WORK REQUEST ▸
Exact output of all the records is required.

== Segment start ==

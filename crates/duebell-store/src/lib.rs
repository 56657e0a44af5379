//! # Duebell Store
//!
//! Read-only access to tasks and push subscriptions.
//!
//! | Backend | URL | Notes |
//! |---------|-----|-------|
//! | PostgREST / Supabase | `https://<project>.supabase.co` | `apikey` + bearer service key |
//! | SQLite | `sqlite://<path>` | tables created on open |
//! | JSON snapshot | `file://<path>` | re-read on every query |

pub mod file;
pub mod rest;
pub mod sqlite;

use chrono::{DateTime, NaiveDateTime, Utc};
use duebell_core::config::{DuebellConfig, StoreLocation, SubscriptionPolicy};
use duebell_core::error::{DuebellError, Result};
use duebell_core::traits::TaskStore;

pub use file::FileStore;
pub use rest::RestStore;
pub use sqlite::SqliteStore;

/// Open the store selected by the configured URL scheme.
pub fn open_store(config: &DuebellConfig) -> Result<Box<dyn TaskStore>> {
    match &config.store {
        StoreLocation::Rest { url } => {
            let linked = config.dispatch.policy == SubscriptionPolicy::Linked;
            Ok(Box::new(RestStore::new(url, &config.store_key)?.with_embedded_link(linked)))
        }
        StoreLocation::Sqlite { path } => Ok(Box::new(SqliteStore::open(path)?)),
        StoreLocation::File { path } => Ok(Box::new(FileStore::new(path))),
    }
}

/// Parse a stored timestamp. RFC 3339, or a naive timestamp taken as UTC.
pub(crate) fn parse_timestamp(raw: &str) -> Result<DateTime<Utc>> {
    if let Ok(ts) = DateTime::parse_from_rfc3339(raw) {
        return Ok(ts.with_timezone(&Utc));
    }
    ["%Y-%m-%dT%H:%M:%S%.f", "%Y-%m-%d %H:%M:%S%.f"]
        .iter()
        .find_map(|fmt| NaiveDateTime::parse_from_str(raw, fmt).ok())
        .map(|naive| naive.and_utc())
        .ok_or_else(|| DuebellError::StoreUnavailable(format!("Malformed timestamp '{raw}'")))
}
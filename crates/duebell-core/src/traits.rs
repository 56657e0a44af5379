//! Capability traits consumed by the dispatch pipeline.

use async_trait::async_trait;
use chrono::{DateTime, Utc};

use crate::error::{DuebellError, Result};
use crate::types::{PushEndpoint, Subscription, Task};

/// Read-only view of the durable store holding tasks and subscriptions.
#[async_trait]
pub trait TaskStore: Send + Sync {
    /// Backend name for logs.
    fn name(&self) -> &str;

    /// Tasks with a non-null due timestamp at or before `now`, with their
    /// linked subscription attached when the store tracks one.
    ///
    /// Any failure to reach the store or decode its rows is
    /// [`DuebellError::StoreUnavailable`].
    async fn due_tasks(&self, now: DateTime<Utc>) -> Result<Vec<Task>>;

    /// Every known subscription.
    async fn subscriptions(&self) -> Result<Vec<Subscription>>;
}

/// Whether a transport error means the endpoint is gone for good.
#[derive(Debug, Clone, Copy, PartialEq, Eq)]
pub enum TransportErrorKind {
    Gone,
    Other,
}

/// Error reported by a [`PushTransport`].
#[derive(Debug, Clone, thiserror::Error)]
#[error("{message}")]
pub struct TransportError {
    pub kind: TransportErrorKind,
    /// HTTP status from the push service, when one was received.
    pub status: Option<u16>,
    pub message: String,
}

impl TransportError {
    pub fn gone(message: impl Into<String>) -> Self {
        Self {
            kind: TransportErrorKind::Gone,
            status: None,
            message: message.into(),
        }
    }

    pub fn other(message: impl Into<String>) -> Self {
        Self {
            kind: TransportErrorKind::Other,
            status: None,
            message: message.into(),
        }
    }

    /// Classify by push-service HTTP status: 404 and 410 mean the endpoint is gone.
    pub fn from_status(status: u16, message: impl Into<String>) -> Self {
        let kind = match status {
            404 | 410 => TransportErrorKind::Gone,
            _ => TransportErrorKind::Other,
        };
        Self {
            kind,
            status: Some(status),
            message: message.into(),
        }
    }

    pub fn is_gone(&self) -> bool {
        self.kind == TransportErrorKind::Gone
    }
}

impl From<TransportError> for DuebellError {
    fn from(e: TransportError) -> Self {
        let detail = match e.status {
            Some(status) => format!("{} (HTTP {status})", e.message),
            None => e.message,
        };
        match e.kind {
            TransportErrorKind::Gone => DuebellError::PermanentDeliveryFailure(detail),
            TransportErrorKind::Other => DuebellError::TransientDeliveryFailure(detail),
        }
    }
}

/// Authenticated delivery of one encrypted payload to one endpoint.
#[async_trait]
pub trait PushTransport: Send + Sync {
    fn name(&self) -> &str;

    async fn send(
        &self,
        endpoint: &PushEndpoint,
        payload: &[u8],
    ) -> std::result::Result<(), TransportError>;
}
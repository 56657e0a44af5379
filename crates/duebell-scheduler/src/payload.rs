//! Notification payload construction.

use duebell_core::config::{DispatchConfig, TagMode, TitleMode};
use duebell_core::types::{NotificationPayload, Task};

/// Builds the user-visible payload for a due task.
#[derive(Debug, Clone)]
pub struct PayloadBuilder {
    title_mode: TitleMode,
    tag_mode: TagMode,
    title: String,
    body_prefix: String,
    icon: Option<String>,
    badge: Option<String>,
}

fn non_empty(value: &str) -> Option<String> {
    let value = value.trim();
    (!value.is_empty()).then(|| value.to_string())
}

impl PayloadBuilder {
    pub fn from_config(config: &DispatchConfig) -> Self {
        Self {
            title_mode: config.title_mode,
            tag_mode: config.tag_mode,
            title: config.title.clone(),
            body_prefix: config.body_prefix.clone(),
            icon: non_empty(&config.icon),
            badge: non_empty(&config.badge),
        }
    }

    /// Payload for `task`. Always carries a tag, so a device holds at most
    /// one banner per task.
    pub fn build(&self, task: &Task) -> NotificationPayload {
        let title = match self.title_mode {
            TitleMode::Fixed => self.title.clone(),
            TitleMode::TaskName => task.name.clone(),
        };
        NotificationPayload {
            title,
            body: format!("{}: {}", self.body_prefix, task.name),
            icon: self.icon.clone(),
            badge: self.badge.clone(),
            tag: Some(self.tag_for(task)),
        }
    }

    pub fn tag_for(&self, task: &Task) -> String {
        match (self.tag_mode, task.due_at) {
            (TagMode::TaskIdAndDue, Some(due)) => format!("{}@{}", task.id, due.timestamp()),
            _ => task.id.clone(),
        }
    }
}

== Segment end ==

OUTPUT ▸
filename crates/duebell-store/src/lib.rs
repository 56657e0a44af5379
//! # Duebell Store
//!
//! Read-only access to tasks and push subscriptions.
//!
//! | Backend | URL | Notes |
//! |---------|-----|-------|
//! | PostgREST / Supabase | `https://<project>.supabase.co` | `apikey` + bearer service key |
//! | SQLite | `sqlite://<path>` | tables created on open |
//! | JSON snapshot | `file://<path>` | re-read on every query |

pub mod file;
pub mod rest;
pub mod sqlite;

use chrono::{DateTime, NaiveDateTime, Utc};
use duebell_core::config::{DuebellConfig, StoreLocation, SubscriptionPolicy};
use duebell_core::error::{DuebellError, Result};
use duebell_core::traits::TaskStore;

pub use file::FileStore;
pub use rest::RestStore;
pub use sqlite::SqliteStore;

/// Open the store selected by the configured URL scheme.
pub fn open_store(config: &DuebellConfig) -> Result<Box<dyn TaskStore>> {
    match &config.store {
        StoreLocation::Rest { url } => {
            let linked = config.dispatch.policy == SubscriptionPolicy::Linked;
            Ok(Box::new(RestStore::new(url, &config.store_key)?.with_embedded_link(linked)))
        }
        StoreLocation::Sqlite { path } => Ok(Box::new(SqliteStore::open(path)?)),
        StoreLocation::File { path } => Ok(Box::new(FileStore::new(path))),
    }
}

/// Parse a stored timestamp. RFC 3339, or a naive timestamp taken as UTC.
pub(crate) fn parse_timestamp(raw: &str) -> Result<DateTime<Utc>> {
    if let Ok(ts) = DateTime::parse_from_rfc3339(raw) {
        return Ok(ts.with_timezone(&Utc));
    }
    ["%Y-%m-%dT%H:%M:%S%.f", "%Y-%m-%d %H:%M:%S%.f"]
        .iter()
        .find_map(|fmt| NaiveDateTime::parse_from_str(raw, fmt).ok())
        .map(|naive| naive.and_utc())
        .ok_or_else(|| DuebellError::StoreUnavailable(format!("Malformed timestamp '{raw}'")))
}
filename crates/duebell-core/src/traits.rs
repository 56657e0a44af5379
//! Capability traits consumed by the dispatch pipeline.

use async_trait::async_trait;
use chrono::{DateTime, Utc};

use crate::error::{DuebellError, Result};
use crate::types::{PushEndpoint, Subscription, Task};

/// Read-only view of the durable store holding tasks and subscriptions.
#[async_trait]
pub trait TaskStore: Send + Sync {
    /// Backend name for logs.
    fn name(&self) -> &str;

    /// Tasks with a non-null due timestamp at or before `now`, with their
    /// linked subscription attached when the store tracks one.
    ///
    /// Any failure to reach the store or decode its rows is
    /// [`DuebellError::StoreUnavailable`].
    async fn due_tasks(&self, now: DateTime<Utc>) -> Result<Vec<Task>>;

    /// Every known subscription.
    async fn subscriptions(&self) -> Result<Vec<Subscription>>;
}

/// Whether a transport error means the endpoint is gone for good.
#[derive(Debug, Clone, Copy, PartialEq, Eq)]
pub enum TransportErrorKind {
    Gone,
    Other,
}

/// Error reported by a [`PushTransport`].
#[derive(Debug, Clone, thiserror::Error)]
#[error("{message}")]
pub struct TransportError {
    pub kind: TransportErrorKind,
    /// HTTP status from the push service, when one was received.
    pub status: Option<u16>,
    pub message: String,
}

impl TransportError {
    pub fn gone(message: impl Into<String>) -> Self {
        Self {
            kind: TransportErrorKind::Gone,
            status: None,
            message: message.into(),
        }
    }

    pub fn other(message: impl Into<String>) -> Self {
        Self {
            kind: TransportErrorKind::Other,
            status: None,
            message: message.into(),
        }
    }

    /// Classify by push-service HTTP status: 404 and 410 mean the endpoint is gone.
    pub fn from_status(status: u16, message: impl Into<String>) -> Self {
        let kind = match status {
            404 | 410 => TransportErrorKind::Gone,
            _ => TransportErrorKind::Other,
        };
        Self {
            kind,
            status: Some(status),
            message: message.into(),
        }
    }

    pub fn is_gone(&self) -> bool {
        self.kind == TransportErrorKind::Gone
    }
}

impl From<TransportError> for DuebellError {
    fn from(e: TransportError) -> Self {
        let detail = match e.status {
            Some(status) => format!("{} (HTTP {status})", e.message),
            None => e.message,
        };
        match e.kind {
            TransportErrorKind::Gone => DuebellError::PermanentDeliveryFailure(detail),
            TransportErrorKind::Other => DuebellError::TransientDeliveryFailure(detail),
        }
    }
}

/// Authenticated delivery of one encrypted payload to one endpoint.
#[async_trait]
pub trait PushTransport: Send + Sync {
    fn name(&self) -> &str;

    async fn send(
        &self,
        endpoint: &PushEndpoint,
        payload: &[u8],
    ) -> std::result::Result<(), TransportError>;
}
repository 56657e0a44af5379
filename crates/duebell-scheduler/src/payload.rs
//! Notification payload construction.

use duebell_core::config::{DispatchConfig, TagMode, TitleMode};
use duebell_core::types::{NotificationPayload, Task};

/// Builds the user-visible payload for a due task.
#[derive(Debug, Clone)]
pub struct PayloadBuilder {
    title_mode: TitleMode,
    tag_mode: TagMode,
    title: String,
    body_prefix: String,
    icon: Option<String>,
    badge: Option<String>,
}

fn non_empty(value: &str) -> Option<String> {
    let value = value.trim();
    (!value.is_empty()).then(|| value.to_string())
}

impl PayloadBuilder {
    pub fn from_config(config: &DispatchConfig) -> Self {
        Self {
            title_mode: config.title_mode,
            tag_mode: config.tag_mode,
            title: config.title.clone(),
            body_prefix: config.body_prefix.clone(),
            icon: non_empty(&config.icon),
            badge: non_empty(&config.badge),
        }
    }

    /// Payload for `task`. Always carries a tag, so a device holds at most
    /// one banner per task.
    pub fn build(&self, task: &Task) -> NotificationPayload {
        let title = match self.title_mode {
            TitleMode::Fixed => self.title.clone(),
            TitleMode::TaskName => task.name.clone(),
        };
        NotificationPayload {
            title,
            body: format!("{}: {}", self.body_prefix, task.name),
            icon: self.icon.clone(),
            badge: self.badge.clone(),
            tag: Some(self.tag_for(task)),
        }
    }

    pub fn tag_for(&self, task: &Task) -> String {
        match (self.tag_mode, task.due_at) {
            (TagMode::TaskIdAndDue, Some(due)) => format!("{}@{}", task.id, due.timestamp()),
            _ => task.id.clone(),
        }
    }
}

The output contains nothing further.